## WHAT THE TASK REQUIRES
The lines below should be written out again in full, exactly as they are.

## GIVEN ENTRIES

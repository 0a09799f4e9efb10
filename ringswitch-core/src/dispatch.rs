//! ## ringswitch-core::dispatch
//! **Per-packet routing decision and staging**
//!
//! Dispatch only sets transient marks on leaves; it never touches rings or
//! buffers. Staging then walks the same tree once more and records the slot
//! against every marked leaf, clearing the mark as it goes. A frame that ends
//! up selecting nothing costs no queue mutation at all.

use tracing::trace;

use crate::jitter::JitterSource;
use crate::ring::RingId;
use crate::tree::{FanOut, Leaf, Role, RuleNode, TerminalNode};

/// Routes one frame through `rule`. Returns the number of leaves newly marked.
///
/// `None` is the DROP rule: nothing is marked.
pub fn dispatch(
    rule: Option<&mut RuleNode>,
    frame: &[u8],
    flow_hash: u32,
    jitter: &mut JitterSource,
) -> usize {
    match rule {
        Some(rule) => dispatch_rule(rule, frame, flow_hash, jitter),
        None => 0,
    }
}

fn dispatch_rule(
    rule: &mut RuleNode,
    frame: &[u8],
    flow_hash: u32,
    jitter: &mut JitterSource,
) -> usize {
    match rule.mode {
        FanOut::Share => {
            let count = rule.children.len();
            if count == 0 {
                return 0;
            }
            let pick = flow_hash.wrapping_add(jitter.draw()) as usize % count;
            trace!(source = %rule.source, pick, count, "share");
            visit(&mut rule.children[pick], frame, flow_hash, jitter)
        }
        FanOut::Copy => rule
            .children
            .iter_mut()
            .map(|child| visit(child, frame, flow_hash, jitter))
            .sum(),
        FanOut::Drop => 0,
    }
}

#[inline]
fn visit(
    node: &mut TerminalNode,
    frame: &[u8],
    flow_hash: u32,
    jitter: &mut JitterSource,
) -> usize {
    match &mut node.role {
        Role::Branch(rule) => dispatch_rule(rule, frame, flow_hash, jitter),
        Role::Leaf(leaf) => usize::from(mark(leaf, frame)),
    }
}

/// Marks the leaf if its filter passes. Re-marking is a no-op.
#[inline]
fn mark(leaf: &mut Leaf, frame: &[u8]) -> bool {
    if leaf.mark || !leaf.accepts(frame) {
        return false;
    }
    leaf.mark = true;
    true
}

/// Records `(ring, slot)` on every marked leaf below `rule` and clears the
/// marks. Returns the number of entries staged.
pub fn stage(rule: &mut RuleNode, ring: RingId, slot: u32) -> usize {
    let mut staged = 0;
    for child in rule.children.iter_mut() {
        match &mut child.role {
            Role::Branch(nested) => staged += stage(nested, ring, slot),
            Role::Leaf(leaf) if leaf.mark => {
                leaf.queue.push(ring, slot);
                leaf.mark = false;
                staged += 1;
            }
            Role::Leaf(_) => {}
        }
    }
    staged
}

#[cfg(test)]
mod tests {
    use super::*;
    use crate::filter::FnGate;
    use crate::jitter::{JitterMode, JitterSettings};
    use crate::ring::PortId;
    use crate::tree::tests::{branch, leaf, rule};

    fn marked(rule: &RuleNode) -> Vec<String> {
        let mut out = Vec::new();
        for child in &rule.children {
            match &child.role {
                Role::Leaf(l) if l.mark => out.push(child.name.clone()),
                Role::Branch(nested) => out.extend(marked(nested)),
                _ => {}
            }
        }
        out
    }

    fn ring() -> RingId {
        RingId::rx(PortId(0), 0)
    }

    #[test]
    fn drop_marks_nothing() {
        let mut jitter = JitterSource::off();
        assert_eq!(dispatch(None, b"frame", 5, &mut jitter), 0);
    }

    #[test]
    fn share_picks_hash_mod_count() {
        let mut root = rule(
            FanOut::Share,
            vec![leaf("a", 1), leaf("b", 2), leaf("c", 3)],
        );
        let mut jitter = JitterSource::off();

        assert_eq!(dispatch(Some(&mut root), b"f", 7, &mut jitter), 1);
        assert_eq!(marked(&root), vec!["b"]);
    }

    #[test]
    fn share_recurses_into_branch() {
        let nested = rule(FanOut::Copy, vec![leaf("x", 3), leaf("y", 4)]);
        let mut root = rule(FanOut::Share, vec![leaf("a", 1), branch("b", 2, nested)]);
        let mut jitter = JitterSource::off();

        assert_eq!(dispatch(Some(&mut root), b"f", 1, &mut jitter), 2);
        assert_eq!(marked(&root), vec!["x", "y"]);
    }

    #[test]
    fn share_with_jitter_still_marks_exactly_one() {
        let mut root = rule(
            FanOut::Share,
            vec![leaf("a", 1), leaf("b", 2), leaf("c", 3)],
        );
        let mut jitter = JitterSource::new(JitterSettings {
            mode: JitterMode::Random,
            bound: 100,
            seed: 3,
        });
        for hash in 0..50 {
            assert_eq!(dispatch(Some(&mut root), b"f", hash, &mut jitter), 1);
            assert_eq!(stage(&mut root, ring(), hash), 1);
        }
        assert_eq!(root.staged(), 50);
    }

    #[test]
    fn copy_marks_every_child() {
        let mut root = rule(FanOut::Copy, vec![leaf("a", 1), leaf("b", 2)]);
        let mut jitter = JitterSource::off();
        assert_eq!(dispatch(Some(&mut root), b"f", 0, &mut jitter), 2);
    }

    #[test]
    fn rejecting_filter_blocks_mark() {
        let mut root = rule(FanOut::Copy, vec![leaf("a", 1), leaf("b", 2)]);
        root.attach_filter(&FnGate(|_: &[u8]| false), "a");
        let mut jitter = JitterSource::off();

        assert_eq!(dispatch(Some(&mut root), b"f", 0, &mut jitter), 1);
        assert_eq!(marked(&root), vec!["b"]);
    }

    #[test]
    fn repeated_mark_is_counted_once() {
        let mut root = rule(FanOut::Copy, vec![leaf("a", 1)]);
        let mut jitter = JitterSource::off();
        assert_eq!(dispatch(Some(&mut root), b"f", 0, &mut jitter), 1);
        assert_eq!(dispatch(Some(&mut root), b"f", 0, &mut jitter), 0);
        assert_eq!(stage(&mut root, ring(), 0), 1);
    }

    #[test]
    fn stage_records_and_clears_marks() {
        let nested = rule(FanOut::Copy, vec![leaf("x", 3)]);
        let mut root = rule(FanOut::Copy, vec![leaf("a", 1), branch("b", 2, nested)]);
        let mut jitter = JitterSource::off();

        dispatch(Some(&mut root), b"f", 0, &mut jitter);
        assert_eq!(stage(&mut root, ring(), 17), 2);
        assert!(marked(&root).is_empty());

        let x = root.find("x").unwrap().as_leaf().unwrap();
        assert_eq!(x.queue.entries()[0].slot, 17);
        assert_eq!(x.queue.entries()[0].ring, ring());
    }

    #[test]
    fn unmarked_tree_stages_nothing() {
        let mut root = rule(FanOut::Share, vec![leaf("a", 1), leaf("b", 2)]);
        assert_eq!(stage(&mut root, ring(), 3), 0);
        assert_eq!(root.staged(), 0);
    }
}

## ANSWER TO THIS PROBLEM
repository 0a09799f4e9efb10
filename ringswitch-core/src/dispatch.rs
//! ## ringswitch-core::dispatch
//! **Per-packet routing decision and staging**
//!
//! Dispatch only sets transient marks on leaves; it never touches rings or
//! buffers. Staging then walks the same tree once more and records the slot
//! against every marked leaf, clearing the mark as it goes. A frame that ends
//! up selecting nothing costs no queue mutation at all.

use tracing::trace;

use crate::jitter::JitterSource;
use crate::ring::RingId;
use crate::tree::{FanOut, Leaf, Role, RuleNode, TerminalNode};

/// Routes one frame through `rule`. Returns the number of leaves newly marked.
///
/// `None` is the DROP rule: nothing is marked.
pub fn dispatch(
    rule: Option<&mut RuleNode>,
    frame: &[u8],
    flow_hash: u32,
    jitter: &mut JitterSource,
) -> usize {
    match rule {
        Some(rule) => dispatch_rule(rule, frame, flow_hash, jitter),
        None => 0,
    }
}

fn dispatch_rule(
    rule: &mut RuleNode,
    frame: &[u8],
    flow_hash: u32,
    jitter: &mut JitterSource,
) -> usize {
    match rule.mode {
        FanOut::Share => {
            let count = rule.children.len();
            if count == 0 {
                return 0;
            }
            let pick = flow_hash.wrapping_add(jitter.draw()) as usize % count;
            trace!(source = %rule.source, pick, count, "share");
            visit(&mut rule.children[pick], frame, flow_hash, jitter)
        }
        FanOut::Copy => rule
            .children
            .iter_mut()
            .map(|child| visit(child, frame, flow_hash, jitter))
            .sum(),
        FanOut::Drop => 0,
    }
}

#[inline]
fn visit(
    node: &mut TerminalNode,
    frame: &[u8],
    flow_hash: u32,
    jitter: &mut JitterSource,
) -> usize {
    match &mut node.role {
        Role::Branch(rule) => dispatch_rule(rule, frame, flow_hash, jitter),
        Role::Leaf(leaf) => usize::from(mark(leaf, frame)),
    }
}

/// Marks the leaf if its filter passes. Re-marking is a no-op.
#[inline]
fn mark(leaf: &mut Leaf, frame: &[u8]) -> bool {
    if leaf.mark || !leaf.accepts(frame) {
        return false;
    }
    leaf.mark = true;
    true
}

/// Records `(ring, slot)` on every marked leaf below `rule` and clears the
/// marks. Returns the number of entries staged.
pub fn stage(rule: &mut RuleNode, ring: RingId, slot: u32) -> usize {
    let mut staged = 0;
    for child in rule.children.iter_mut() {
        match &mut child.role {
            Role::Branch(nested) => staged += stage(nested, ring, slot),
            Role::Leaf(leaf) if leaf.mark => {
                leaf.queue.push(ring, slot);
                leaf.mark = false;
                staged += 1;
            }
            Role::Leaf(_) => {}
        }
    }
    staged
}

#[cfg(test)]
mod tests {
    use super::*;
    use crate::filter::FnGate;
    use crate::jitter::{JitterMode, JitterSettings};
    use crate::ring::PortId;
    use crate::tree::tests::{branch, leaf, rule};

    fn marked(rule: &RuleNode) -> Vec<String> {
        let mut out = Vec::new();
        for child in &rule.children {
            match &child.role {
                Role::Leaf(l) if l.mark => out.push(child.name.clone()),
                Role::Branch(nested) => out.extend(marked(nested)),
                _ => {}
            }
        }
        out
    }

    fn ring() -> RingId {
        RingId::rx(PortId(0), 0)
    }

    #[test]
    fn drop_marks_nothing() {
        let mut jitter = JitterSource::off();
        assert_eq!(dispatch(None, b"frame", 5, &mut jitter), 0);
    }

    #[test]
    fn share_picks_hash_mod_count() {
        let mut root = rule(
            FanOut::Share,
            vec![leaf("a", 1), leaf("b", 2), leaf("c", 3)],
        );
        let mut jitter = JitterSource::off();

        assert_eq!(dispatch(Some(&mut root), b"f", 7, &mut jitter), 1);
        assert_eq!(marked(&root), vec!["b"]);
    }

    #[test]
    fn share_recurses_into_branch() {
        let nested = rule(FanOut::Copy, vec![leaf("x", 3), leaf("y", 4)]);
        let mut root = rule(FanOut::Share, vec![leaf("a", 1), branch("b", 2, nested)]);
        let mut jitter = JitterSource::off();

        assert_eq!(dispatch(Some(&mut root), b"f", 1, &mut jitter), 2);
        assert_eq!(marked(&root), vec!["x", "y"]);
    }

    #[test]
    fn share_with_jitter_still_marks_exactly_one() {
        let mut root = rule(
            FanOut::Share,
            vec![leaf("a", 1), leaf("b", 2), leaf("c", 3)],
        );
        let mut jitter = JitterSource::new(JitterSettings {
            mode: JitterMode::Random,
            bound: 100,
            seed: 3,
        });
        for hash in 0..50 {
            assert_eq!(dispatch(Some(&mut root), b"f", hash, &mut jitter), 1);
            assert_eq!(stage(&mut root, ring(), hash), 1);
        }
        assert_eq!(root.staged(), 50);
    }

    #[test]
    fn copy_marks_every_child() {
        let mut root = rule(FanOut::Copy, vec![leaf("a", 1), leaf("b", 2)]);
        let mut jitter = JitterSource::off();
        assert_eq!(dispatch(Some(&mut root), b"f", 0, &mut jitter), 2);
    }

    #[test]
    fn rejecting_filter_blocks_mark() {
        let mut root = rule(FanOut::Copy, vec![leaf("a", 1), leaf("b", 2)]);
        root.attach_filter(&FnGate(|_: &[u8]| false), "a");
        let mut jitter = JitterSource::off();

        assert_eq!(dispatch(Some(&mut root), b"f", 0, &mut jitter), 1);
        assert_eq!(marked(&root), vec!["b"]);
    }

    #[test]
    fn repeated_mark_is_counted_once() {
        let mut root = rule(FanOut::Copy, vec![leaf("a", 1)]);
        let mut jitter = JitterSource::off();
        assert_eq!(dispatch(Some(&mut root), b"f", 0, &mut jitter), 1);
        assert_eq!(dispatch(Some(&mut root), b"f", 0, &mut jitter), 0);
        assert_eq!(stage(&mut root, ring(), 0), 1);
    }

    #[test]
    fn stage_records_and_clears_marks() {
        let nested = rule(FanOut::Copy, vec![leaf("x", 3)]);
        let mut root = rule(FanOut::Copy, vec![leaf("a", 1), branch("b", 2, nested)]);
        let mut jitter = JitterSource::off();

        dispatch(Some(&mut root), b"f", 0, &mut jitter);
        assert_eq!(stage(&mut root, ring(), 17), 2);
        assert!(marked(&root).is_empty());

        let x = root.find("x").unwrap().as_leaf().unwrap();
        assert_eq!(x.queue.entries()[0].slot, 17);
        assert_eq!(x.queue.entries()[0].ring, ring());
    }

    #[test]
    fn unmarked_tree_stages_nothing() {
        let mut root = rule(FanOut::Share, vec![leaf("a", 1), leaf("b", 2)]);
        assert_eq!(stage(&mut root, ring(), 3), 0);
        assert_eq!(root.staged(), 0);
    }
}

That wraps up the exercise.